» Extracted records:
•••••

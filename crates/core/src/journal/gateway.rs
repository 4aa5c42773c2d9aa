//! Persistence seams: the atomic commit and the best-effort reconciliation.

use async_trait::async_trait;
use serde::{Deserialize, Serialize};
use storebooks_shared::types::{CompanyId, EntryId, UserId};
use thiserror::Error;

use super::composer::{CommitPayload, ReconciliationRequest};
use super::validation::{Rule, Violation};

/// Identity of the caller as established by the authentication layer.
#[derive(Debug, Clone, Copy, PartialEq, Eq, Serialize, Deserialize)]
pub struct Requester {
    /// Authenticated user.
    pub user_id: UserId,
    /// Company the user acts for.
    pub company_id: CompanyId,
}

/// Coarse category of a [`CommitError`].
#[derive(Debug, Clone, Copy, PartialEq, Eq, Hash, Serialize, Deserialize)]
#[serde(rename_all = "lowercase")]
pub enum CommitErrorKind {
    /// Rejected before any write.
    Validation,
    /// Requester may not write for the declared company.
    Authorization,
    /// Idempotency key already used incompatibly.
    Conflict,
    /// Server unreachable.
    Transport,
    /// Any other storage failure.
    Storage,
}

/// Errors from [`PersistenceGateway::commit`].
#[derive(Debug, Clone, PartialEq, Eq, Error)]
pub enum CommitError {
    /// Payload failed validation; nothing was written.
    #[error("{message}")]
    Validation {
        /// Editor position of the first offending line.
        line_index: Option<usize>,
        /// First violated rule.
        rule: Option<Rule>,
        /// Every violation message, joined.
        message: String,
    },

    /// Requester's company differs from the entry's.
    #[error("Company {requester} may not write entries for company {declared}")]
    Authorization {
        /// Company of the requester.
        requester: CompanyId,
        /// Company declared in the payload.
        declared: CompanyId,
    },

    /// Idempotency key already names an entry that cannot be replaced.
    #[error("Conflict: {0}")]
    Conflict(String),

    /// Network or server unavailable; safe to retry manually.
    #[error("Transport error: {0}")]
    Transport(String),

    /// Any other storage failure.
    #[error("Storage error: {0}")]
    Storage(String),
}

impl CommitError {
    /// Folds validation findings into one error, keeping the first rule and line.
    #[must_use]
    pub fn from_violations(violations: &[Violation]) -> Self {
        let first = violations.first();
        Self::Validation {
            line_index: first.and_then(|v| v.line_index),
            rule: first.map(|v| v.rule),
            message: violations
                .iter()
                .map(|v| v.message.as_str())
                .collect::<Vec<_>>()
                .join("; "),
        }
    }

    /// Coarse category.
    #[must_use]
    pub fn kind(&self) -> CommitErrorKind {
        match self {
            Self::Validation { .. } => CommitErrorKind::Validation,
            Self::Authorization { .. } => CommitErrorKind::Authorization,
            Self::Conflict(_) => CommitErrorKind::Conflict,
            Self::Transport(_) => CommitErrorKind::Transport,
            Self::Storage(_) => CommitErrorKind::Storage,
        }
    }

    /// Returns the error code for API responses.
    #[must_use]
    pub fn error_code(&self) -> &'static str {
        match self {
            Self::Validation { .. } => "VALIDATION_ERROR",
            Self::Authorization { .. } => "FORBIDDEN",
            Self::Conflict(_) => "CONFLICT",
            Self::Transport(_) => "SERVICE_UNAVAILABLE",
            Self::Storage(_) => "STORAGE_ERROR",
        }
    }

    /// Returns the HTTP status code for this error.
    #[must_use]
    pub fn http_status_code(&self) -> u16 {
        match self {
            Self::Validation { .. } => 422,
            Self::Authorization { .. } => 403,
            Self::Conflict(_) => 409,
            Self::Transport(_) => 503,
            Self::Storage(_) => 500,
        }
    }

    /// Returns true if the same request may succeed later.
    #[must_use]
    pub fn is_retryable(&self) -> bool {
        matches!(self, Self::Transport(_))
    }
}

/// Wire form of a [`CommitError`].
#[derive(Debug, Clone, PartialEq, Eq, Serialize, Deserialize)]
pub struct CommitErrorBody {
    /// Error category.
    pub kind: CommitErrorKind,
    /// Human-readable message.
    pub message: String,
    /// Offending line, for validation errors.
    #[serde(default, skip_serializing_if = "Option::is_none")]
    pub line_index: Option<usize>,
    /// Violated rule, for validation errors.
    #[serde(default, skip_serializing_if = "Option::is_none")]
    pub rule: Option<Rule>,
}

impl From<&CommitError> for CommitErrorBody {
    fn from(err: &CommitError) -> Self {
        let (line_index, rule) = match err {
            CommitError::Validation {
                line_index, rule, ..
            } => (*line_index, *rule),
            _ => (None, None),
        };
        let message = match err {
            CommitError::Validation { message, .. }
            | CommitError::Conflict(message)
            | CommitError::Transport(message)
            | CommitError::Storage(message) => message.clone(),
            CommitError::Authorization { .. } => err.to_string(),
        };
        Self {
            kind: err.kind(),
            message,
            line_index,
            rule,
        }
    }
}

impl CommitErrorBody {
    /// Rebuilds the error on the receiving side.
    ///
    /// Authorization details are not on the wire, so `requester` and `declared`
    /// come from the caller.
    #[must_use]
    pub fn into_error(self, requester: CompanyId, declared: CompanyId) -> CommitError {
        match self.kind {
            CommitErrorKind::Validation => CommitError::Validation {
                line_index: self.line_index,
                rule: self.rule,
                message: self.message,
            },
            CommitErrorKind::Authorization => CommitError::Authorization {
                requester,
                declared,
            },
            CommitErrorKind::Conflict => CommitError::Conflict(self.message),
            CommitErrorKind::Transport => CommitError::Transport(self.message),
            CommitErrorKind::Storage => CommitError::Storage(self.message),
        }
    }
}

/// Successful commit response.
#[derive(Debug, Clone, Copy, PartialEq, Eq, Serialize, Deserialize)]
pub struct CommitResponse {
    /// Identifier assigned to the entry.
    pub entry_id: EntryId,
}

/// Reconciliation response.
#[derive(Debug, Clone, PartialEq, Eq, Serialize, Deserialize)]
pub struct ReconcileResponse {
    /// True if the location was attached.
    pub applied: bool,
    /// Failure description, if any.
    #[serde(default, skip_serializing_if = "Option::is_none")]
    pub error: Option<String>,
}

/// Errors from [`Reconciler::attach_counterparty_cash_location`].
#[derive(Debug, Clone, PartialEq, Eq, Error)]
pub enum ReconcileError {
    /// Requester may not touch the entry.
    #[error("Not allowed to reconcile entry {0}")]
    Authorization(EntryId),

    /// Network or server unavailable.
    #[error("Transport error: {0}")]
    Transport(String),

    /// Any other storage failure.
    #[error("Storage error: {0}")]
    Storage(String),
}

impl ReconcileError {
    /// Returns the error code for API responses.
    #[must_use]
    pub fn error_code(&self) -> &'static str {
        match self {
            Self::Authorization(_) => "FORBIDDEN",
            Self::Transport(_) => "SERVICE_UNAVAILABLE",
            Self::Storage(_) => "STORAGE_ERROR",
        }
    }

    /// Returns the HTTP status code for this error.
    #[must_use]
    pub fn http_status_code(&self) -> u16 {
        match self {
            Self::Authorization(_) => 403,
            Self::Transport(_) => 503,
            Self::Storage(_) => 500,
        }
    }
}

/// Atomic write of a whole entry.
#[cfg_attr(test, mockall::automock)]
#[async_trait]
pub trait PersistenceGateway: Send + Sync {
    /// Writes header, lines and extensions in one transaction, returning the entry ID.
    async fn commit(
        &self,
        requester: &Requester,
        payload: &CommitPayload,
    ) -> Result<EntryId, CommitError>;
}

/// Non-transactional attachment of a counterparty cash location to a committed entry.
#[cfg_attr(test, mockall::automock)]
#[async_trait]
pub trait Reconciler: Send + Sync {
    /// Returns whether the location was attached.
    async fn attach_counterparty_cash_location(
        &self,
        requester: &Requester,
        request: &ReconciliationRequest,
    ) -> Result<bool, ReconcileError>;
}

#[cfg(test)]
mod tests {
    use super::*;

    #[test]
    fn test_from_violations_keeps_first() {
        let violations = vec![
            Violation::line(0, Rule::LocationRequired),
            Violation::line(1, Rule::SingleAmount),
        ];

        let err = CommitError::from_violations(&violations);

        assert_eq!(
            err,
            CommitError::Validation {
                line_index: Some(0),
                rule: Some(Rule::LocationRequired),
                message: "Line 1: location required; Line 2: enter either a debit or a credit"
                    .to_string(),
            }
        );
        assert_eq!(err.http_status_code(), 422);
    }

    #[test]
    fn test_status_mapping() {
        let company = CompanyId::new();
        assert_eq!(
            CommitError::Authorization {
                requester: company,
                declared: CompanyId::new()
            }
            .http_status_code(),
            403
        );
        assert_eq!(CommitError::Conflict(String::new()).http_status_code(), 409);
        assert_eq!(CommitError::Transport(String::new()).http_status_code(), 503);
        assert_eq!(CommitError::Storage(String::new()).http_status_code(), 500);
        assert!(CommitError::Transport(String::new()).is_retryable());
        assert!(!CommitError::Storage(String::new()).is_retryable());
    }

    #[test]
    fn test_error_body_wire_shape() {
        let err = CommitError::from_violations(&[Violation::line(2, Rule::DueDateOrder)]);
        let body = CommitErrorBody::from(&err);
        let json = serde_json::to_value(&body).unwrap();

        assert_eq!(json["kind"], "validation");
        assert_eq!(json["rule"], "due_date_order");
        assert_eq!(json["line_index"], 2);
        assert_eq!(json["message"], "Line 3: due date must follow issue date");

        let transport = CommitErrorBody::from(&CommitError::Transport("down".to_string()));
        let json = serde_json::to_value(&transport).unwrap();
        assert!(json.get("rule").is_none());
        assert_eq!(json["message"], "down");
    }

    #[test]
    fn test_error_body_round_trip_to_error() {
        let company = CompanyId::new();
        let err = CommitError::from_violations(&[Violation::line(0, Rule::LocationRequired)]);

        let back = CommitErrorBody::from(&err).into_error(company, company);

        assert_eq!(back, err);
    }
}
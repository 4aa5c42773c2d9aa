//! Requester identity middleware for protected routes.
//!
//! Authentication itself happens upstream; the gateway in front of this
//! service forwards the authenticated user and company as headers.

use axum::{
    Json,
    extract::{FromRequestParts, Request},
    http::{HeaderMap, StatusCode, request::Parts},
    middleware::Next,
    response::{IntoResponse, Response},
};
use serde_json::json;
use storebooks_core::journal::Requester;
use storebooks_shared::types::{CompanyId, UserId};

/// Header carrying the authenticated user ID.
pub const USER_ID_HEADER: &str = "x-user-id";
/// Header carrying the company the user acts for.
pub const COMPANY_ID_HEADER: &str = "x-company-id";

fn header_value<T: std::str::FromStr>(headers: &HeaderMap, name: &str) -> Option<T> {
    headers
        .get(name)
        .and_then(|h| h.to_str().ok())
        .and_then(|value| value.trim().parse().ok())
}

/// Reads the requester from the identity headers.
fn requester_from_headers(headers: &HeaderMap) -> Option<Requester> {
    Some(Requester {
        user_id: header_value::<UserId>(headers, USER_ID_HEADER)?,
        company_id: header_value::<CompanyId>(headers, COMPANY_ID_HEADER)?,
    })
}

fn unauthorized() -> (StatusCode, Json<serde_json::Value>) {
    (
        StatusCode::UNAUTHORIZED,
        Json(json!({
            "error": "UNAUTHORIZED",
            "message": "x-user-id and x-company-id headers with valid UUIDs are required"
        })),
    )
}

/// Identity middleware that rejects requests without a well-formed requester.
///
/// The parsed [`Requester`] is stored in request extensions for handlers.
pub async fn auth_middleware(mut request: Request, next: Next) -> Response {
    let Some(requester) = requester_from_headers(request.headers()) else {
        tracing::debug!(path = %request.uri().path(), "Request without requester identity");
        return unauthorized().into_response();
    };

    request.extensions_mut().insert(requester);
    next.run(request).await
}

/// Extractor for the authenticated requester.
#[derive(Debug, Clone, Copy)]
pub struct AuthRequester(pub Requester);

impl AuthRequester {
    /// Returns the requester's company.
    #[must_use]
    pub fn company_id(&self) -> CompanyId {
        self.0.company_id
    }

    /// Returns the requester.
    #[must_use]
    pub fn requester(&self) -> &Requester {
        &self.0
    }
}

impl<S> FromRequestParts<S> for AuthRequester
where
    S: Send + Sync,
{
    type Rejection = (StatusCode, Json<serde_json::Value>);

    async fn from_request_parts(parts: &mut Parts, _state: &S) -> Result<Self, Self::Rejection> {
        parts
            .extensions
            .get::<Requester>()
            .copied()
            .or_else(|| requester_from_headers(&parts.headers))
            .map(AuthRequester)
            .ok_or_else(unauthorized)
    }
}
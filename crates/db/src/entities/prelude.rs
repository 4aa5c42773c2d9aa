//! `SeaORM` entity prelude.

pub use super::accounts::Entity as Accounts;
pub use super::cash_locations::Entity as CashLocations;
pub use super::companies::Entity as Companies;
pub use super::counterparties::Entity as Counterparties;
pub use super::journal_entries::Entity as JournalEntries;
pub use super::journal_line_cash::Entity as JournalLineCash;
pub use super::journal_line_debts::Entity as JournalLineDebts;
pub use super::journal_line_fixed_assets::Entity as JournalLineFixedAssets;
pub use super::journal_lines::Entity as JournalLines;
pub use super::stores::Entity as Stores;
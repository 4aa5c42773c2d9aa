//! Catalog repository for the read-only listings the journal editor needs.

use async_trait::async_trait;
use sea_orm::{ColumnTrait, DatabaseConnection, DbErr, EntityTrait, QueryFilter, QueryOrder};
use storebooks_core::catalog::{
    Account, CashLocation, Counterparty, LookupError, LookupSource, ReferenceData, Store,
};
use storebooks_shared::types::{CompanyId, StoreId};
use tracing::warn;

use crate::entities::{accounts, cash_locations, counterparties, stores};

impl From<accounts::Model> for Account {
    fn from(model: accounts::Model) -> Self {
        Self {
            id: model.id.into(),
            name: model.name,
            account_type: model.account_type.into(),
            category_tag: model.category_tag.map(Into::into),
        }
    }
}

impl From<stores::Model> for Store {
    fn from(model: stores::Model) -> Self {
        Self {
            id: model.id.into(),
            company_id: model.company_id.into(),
            name: model.name,
        }
    }
}

impl From<cash_locations::Model> for CashLocation {
    fn from(model: cash_locations::Model) -> Self {
        Self {
            id: model.id.into(),
            company_id: model.company_id.into(),
            store_id: model.store_id.map(Into::into),
            name: model.name,
            location_type: model.location_type.into(),
        }
    }
}

impl From<counterparties::Model> for Counterparty {
    fn from(model: counterparties::Model) -> Self {
        Self {
            id: model.id.into(),
            company_id: model.company_id.into(),
            name: model.name,
            is_internal: model.is_internal,
            linked_company_id: model.linked_company_id.map(Into::into),
        }
    }
}

/// Catalog repository over accounts, stores, cash locations and counterparties.
#[derive(Debug, Clone)]
pub struct CatalogRepository {
    db: DatabaseConnection,
}

impl CatalogRepository {
    /// Creates a new catalog repository.
    #[must_use]
    pub const fn new(db: DatabaseConnection) -> Self {
        Self { db }
    }

    /// Lists the company's accounts ordered by name.
    ///
    /// # Errors
    ///
    /// Returns an error if the database query fails.
    pub async fn list_accounts(&self, company_id: CompanyId) -> Result<Vec<Account>, DbErr> {
        let rows = accounts::Entity::find()
            .filter(accounts::Column::CompanyId.eq(company_id.into_inner()))
            .order_by_asc(accounts::Column::Name)
            .all(&self.db)
            .await?;
        Ok(rows.into_iter().map(Account::from).collect())
    }

    /// Lists the company's stores ordered by name.
    ///
    /// # Errors
    ///
    /// Returns an error if the database query fails.
    pub async fn list_stores(&self, company_id: CompanyId) -> Result<Vec<Store>, DbErr> {
        let rows = stores::Entity::find()
            .filter(stores::Column::CompanyId.eq(company_id.into_inner()))
            .order_by_asc(stores::Column::Name)
            .all(&self.db)
            .await?;
        Ok(rows.into_iter().map(Store::from).collect())
    }

    /// Lists cash locations, narrowed to one store when `store_id` is given.
    ///
    /// # Errors
    ///
    /// Returns an error if the database query fails.
    pub async fn list_cash_locations(
        &self,
        company_id: CompanyId,
        store_id: Option<StoreId>,
    ) -> Result<Vec<CashLocation>, DbErr> {
        let mut query = cash_locations::Entity::find()
            .filter(cash_locations::Column::CompanyId.eq(company_id.into_inner()));

        if let Some(store_id) = store_id {
            query = query.filter(cash_locations::Column::StoreId.eq(store_id.into_inner()));
        }

        let rows = query
            .order_by_asc(cash_locations::Column::Name)
            .all(&self.db)
            .await?;
        Ok(rows.into_iter().map(CashLocation::from).collect())
    }

    /// Lists the company's counterparties ordered by name.
    ///
    /// # Errors
    ///
    /// Returns an error if the database query fails.
    pub async fn list_counterparties(
        &self,
        company_id: CompanyId,
    ) -> Result<Vec<Counterparty>, DbErr> {
        let rows = counterparties::Entity::find()
            .filter(counterparties::Column::CompanyId.eq(company_id.into_inner()))
            .order_by_asc(counterparties::Column::Name)
            .all(&self.db)
            .await?;
        Ok(rows.into_iter().map(Counterparty::from).collect())
    }

    /// Loads the listings a validation run for `store_id` needs.
    ///
    /// # Errors
    ///
    /// Returns an error if a database query fails.
    pub async fn reference_data(
        &self,
        company_id: CompanyId,
        store_id: Option<StoreId>,
    ) -> Result<ReferenceData, DbErr> {
        let locations = self.list_cash_locations(company_id, store_id).await?;
        let counterparties = self.list_counterparties(company_id).await?;
        Ok(ReferenceData::new(locations, counterparties))
    }
}

fn lookup_error(err: DbErr) -> LookupError {
    warn!(error = %err, "Catalog lookup failed");
    LookupError::Unavailable(err.to_string())
}

#[async_trait]
impl LookupSource for CatalogRepository {
    async fn accounts(&self, company_id: CompanyId) -> Result<Vec<Account>, LookupError> {
        self.list_accounts(company_id).await.map_err(lookup_error)
    }

    async fn stores(&self, company_id: CompanyId) -> Result<Vec<Store>, LookupError> {
        self.list_stores(company_id).await.map_err(lookup_error)
    }

    async fn cash_locations(
        &self,
        company_id: CompanyId,
        store_id: Option<StoreId>,
    ) -> Result<Vec<CashLocation>, LookupError> {
        self.list_cash_locations(company_id, store_id)
            .await
            .map_err(lookup_error)
    }

    async fn counterparties(
        &self,
        company_id: CompanyId,
    ) -> Result<Vec<Counterparty>, LookupError> {
        self.list_counterparties(company_id)
            .await
            .map_err(lookup_error)
    }
}
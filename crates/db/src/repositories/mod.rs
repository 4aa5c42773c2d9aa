//! Repositories over the `SeaORM` entities.
//!
//! [`CatalogRepository`] serves the read-only listings; [`JournalRepository`]
//! owns the atomic entry commit and the post-commit reconciliation.

pub mod catalog;
pub mod journal;

pub use catalog::CatalogRepository;
pub use journal::JournalRepository;
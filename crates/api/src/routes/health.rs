//! Health check endpoints.

use axum::{Json, Router, routing::get};
use serde::Serialize;

use crate::AppState;

/// Health check response.
#[derive(Serialize)]
pub struct HealthResponse {
    /// Service status.
    pub status: &'static str,
    /// Service version.
    pub version: &'static str,
}

/// Health check handler.
async fn health_check() -> Json<HealthResponse> {
    Json(HealthResponse {
        status: "healthy",
        version: env!("CARGO_PKG_VERSION"),
    })
}

/// Creates health check routes.
pub fn routes() -> Router<AppState> {
    Router::new().route("/health", get(health_check))
}
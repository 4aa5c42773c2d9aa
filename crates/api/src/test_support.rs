//! In-memory books used by the route tests.

use std::sync::{Arc, Mutex};

use async_trait::async_trait;
use axum::response::Response;
use http_body_util::BodyExt;
use rust_decimal::Decimal;
use storebooks_core::catalog::{
    Account, CashLocation, Counterparty, LookupError, LookupSource, Store,
};
use storebooks_core::journal::{
    CommitError, CommitPayload, PersistenceGateway, ReconcileError, ReconciliationRequest,
    Reconciler, Requester, Rule,
};
use storebooks_shared::types::{
    BALANCE_TOLERANCE, CommitKey, CompanyId, EntryId, StoreId,
};

use crate::AppState;

#[derive(Default)]
struct Ledger {
    committed: Vec<(CommitKey, EntryId)>,
    accounts: Vec<Account>,
    stores: Vec<Store>,
    cash_locations: Vec<CashLocation>,
}

/// Shared fake standing in for the database repositories.
#[derive(Clone, Default)]
pub struct FakeBooks {
    ledger: Arc<Mutex<Ledger>>,
}

impl FakeBooks {
    pub fn state(&self) -> AppState {
        AppState {
            gateway: Arc::new(self.clone()),
            reconciler: Arc::new(self.clone()),
            lookups: Arc::new(self.clone()),
        }
    }

    pub fn committed(&self) -> Vec<(CommitKey, EntryId)> {
        self.ledger.lock().unwrap().committed.clone()
    }

    pub fn with_accounts(self, accounts: Vec<Account>) -> Self {
        self.ledger.lock().unwrap().accounts = accounts;
        self
    }

    pub fn with_stores(self, stores: Vec<Store>) -> Self {
        self.ledger.lock().unwrap().stores = stores;
        self
    }

    pub fn with_cash_locations(self, locations: Vec<CashLocation>) -> Self {
        self.ledger.lock().unwrap().cash_locations = locations;
        self
    }
}

#[async_trait]
impl PersistenceGateway for FakeBooks {
    async fn commit(
        &self,
        requester: &Requester,
        payload: &CommitPayload,
    ) -> Result<EntryId, CommitError> {
        if requester.company_id != payload.company_id {
            return Err(CommitError::Authorization {
                requester: requester.company_id,
                declared: payload.company_id,
            });
        }

        let debit: Decimal = payload.lines.iter().map(|l| l.debit).sum();
        let credit: Decimal = payload.lines.iter().map(|l| l.credit).sum();
        if (debit - credit).abs() >= BALANCE_TOLERANCE {
            return Err(CommitError::Validation {
                line_index: None,
                rule: Some(Rule::Unbalanced),
                message: format!("Debits and credits differ by {}", (debit - credit).abs()),
            });
        }

        let mut ledger = self.ledger.lock().unwrap();
        if let Some((_, entry_id)) = ledger
            .committed
            .iter()
            .find(|(key, _)| *key == payload.idempotency_key)
        {
            return Ok(*entry_id);
        }
        let entry_id = EntryId::new();
        ledger.committed.push((payload.idempotency_key, entry_id));
        Ok(entry_id)
    }
}

#[async_trait]
impl Reconciler for FakeBooks {
    async fn attach_counterparty_cash_location(
        &self,
        _requester: &Requester,
        _request: &ReconciliationRequest,
    ) -> Result<bool, ReconcileError> {
        Ok(true)
    }
}

#[async_trait]
impl LookupSource for FakeBooks {
    async fn accounts(&self, _company_id: CompanyId) -> Result<Vec<Account>, LookupError> {
        Ok(self.ledger.lock().unwrap().accounts.clone())
    }

    async fn stores(&self, company_id: CompanyId) -> Result<Vec<Store>, LookupError> {
        let ledger = self.ledger.lock().unwrap();
        Ok(ledger
            .stores
            .iter()
            .filter(|s| s.company_id == company_id)
            .cloned()
            .collect())
    }

    async fn cash_locations(
        &self,
        _company_id: CompanyId,
        store_id: Option<StoreId>,
    ) -> Result<Vec<CashLocation>, LookupError> {
        let ledger = self.ledger.lock().unwrap();
        Ok(ledger
            .cash_locations
            .iter()
            .filter(|l| store_id.is_none() || l.store_id == store_id)
            .cloned()
            .collect())
    }

    async fn counterparties(
        &self,
        _company_id: CompanyId,
    ) -> Result<Vec<Counterparty>, LookupError> {
        Err(LookupError::Unavailable("counterparty service offline".to_string()))
    }
}

pub async fn body_json(response: Response) -> serde_json::Value {
    let bytes = response.into_body().collect().await.unwrap().to_bytes();
    serde_json::from_slice(&bytes).unwrap()
}
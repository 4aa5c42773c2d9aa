//! Application configuration management.

use rust_decimal::Decimal;
use serde::Deserialize;

use crate::types::BALANCE_TOLERANCE;

/// Application configuration.
#[derive(Debug, Clone, Deserialize)]
pub struct AppConfig {
    /// Server configuration.
    #[serde(default)]
    pub server: ServerConfig,
    /// Database configuration.
    pub database: DatabaseConfig,
    /// Journal engine tuning.
    #[serde(default)]
    pub journal: JournalConfig,
    /// Remote gateway client configuration.
    #[serde(default)]
    pub client: ClientConfig,
}

/// Server configuration.
#[derive(Debug, Clone, Deserialize)]
pub struct ServerConfig {
    /// Host to bind to.
    #[serde(default = "default_host")]
    pub host: String,
    /// Port to listen on.
    #[serde(default = "default_port")]
    pub port: u16,
}

impl Default for ServerConfig {
    fn default() -> Self {
        Self {
            host: default_host(),
            port: default_port(),
        }
    }
}

fn default_host() -> String {
    "0.0.0.0".to_string()
}

fn default_port() -> u16 {
    8080
}

/// Database configuration.
#[derive(Debug, Clone, Deserialize)]
pub struct DatabaseConfig {
    /// Database connection URL.
    pub url: String,
    /// Maximum number of connections in the pool.
    #[serde(default = "default_max_connections")]
    pub max_connections: u32,
    /// Minimum number of connections in the pool.
    #[serde(default = "default_min_connections")]
    pub min_connections: u32,
}

fn default_max_connections() -> u32 {
    10
}

fn default_min_connections() -> u32 {
    1
}

/// Journal engine configuration.
#[derive(Debug, Clone, Deserialize)]
pub struct JournalConfig {
    /// Seconds of inactivity before a draft is autosaved.
    #[serde(default = "default_autosave_debounce")]
    pub autosave_debounce_secs: u64,
    /// Days between issue and due date of a synthesized debt detail.
    #[serde(default = "default_due_days")]
    pub default_due_days: u32,
    /// Debit/credit differences must stay below this to count as balanced.
    #[serde(default = "default_balance_tolerance")]
    pub balance_tolerance: Decimal,
}

impl Default for JournalConfig {
    fn default() -> Self {
        Self {
            autosave_debounce_secs: default_autosave_debounce(),
            default_due_days: default_due_days(),
            balance_tolerance: default_balance_tolerance(),
        }
    }
}

fn default_autosave_debounce() -> u64 {
    30
}

fn default_due_days() -> u32 {
    30
}

fn default_balance_tolerance() -> Decimal {
    BALANCE_TOLERANCE
}

/// Configuration for editors talking to a remote Storebooks server.
#[derive(Debug, Clone, Deserialize)]
pub struct ClientConfig {
    /// Base URL of the API, e.g. `https://books.example.com/api/v1`.
    #[serde(default = "default_base_url")]
    pub base_url: String,
    /// Request timeout in seconds.
    #[serde(default = "default_timeout")]
    pub timeout_secs: u64,
}

impl Default for ClientConfig {
    fn default() -> Self {
        Self {
            base_url: default_base_url(),
            timeout_secs: default_timeout(),
        }
    }
}

fn default_base_url() -> String {
    "http://localhost:8080/api/v1".to_string()
}

fn default_timeout() -> u64 {
    15
}

impl AppConfig {
    /// Loads configuration from environment and config files.
    ///
    /// # Errors
    ///
    /// Returns an error if configuration cannot be loaded.
    pub fn load() -> Result<Self, config::ConfigError> {
        let run_mode = std::env::var("RUN_MODE").unwrap_or_else(|_| "development".to_string());

        let config = config::Config::builder()
            .add_source(config::File::with_name("config/default").required(false))
            .add_source(config::File::with_name(&format!("config/{run_mode}")).required(false))
            .add_source(config::Environment::with_prefix("STOREBOOKS").separator("__"))
            .build()?;

        config.try_deserialize()
    }
}
//! Core business logic for Storebooks.
//!
//! This crate contains the journal engine with ZERO web or database dependencies.
//! Persistence and lookups are reached through async traits implemented elsewhere.
//!
//! # Modules
//!
//! - `catalog` - Account catalog, reference listings and session caching
//! - `journal` - Line editing, validation, payload composition and saving

pub mod catalog;
pub mod journal;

•••••

» Your goal: In the listing above, how many lines hold the string "Router"? Only the number is to be reported.

» Problem solution: 3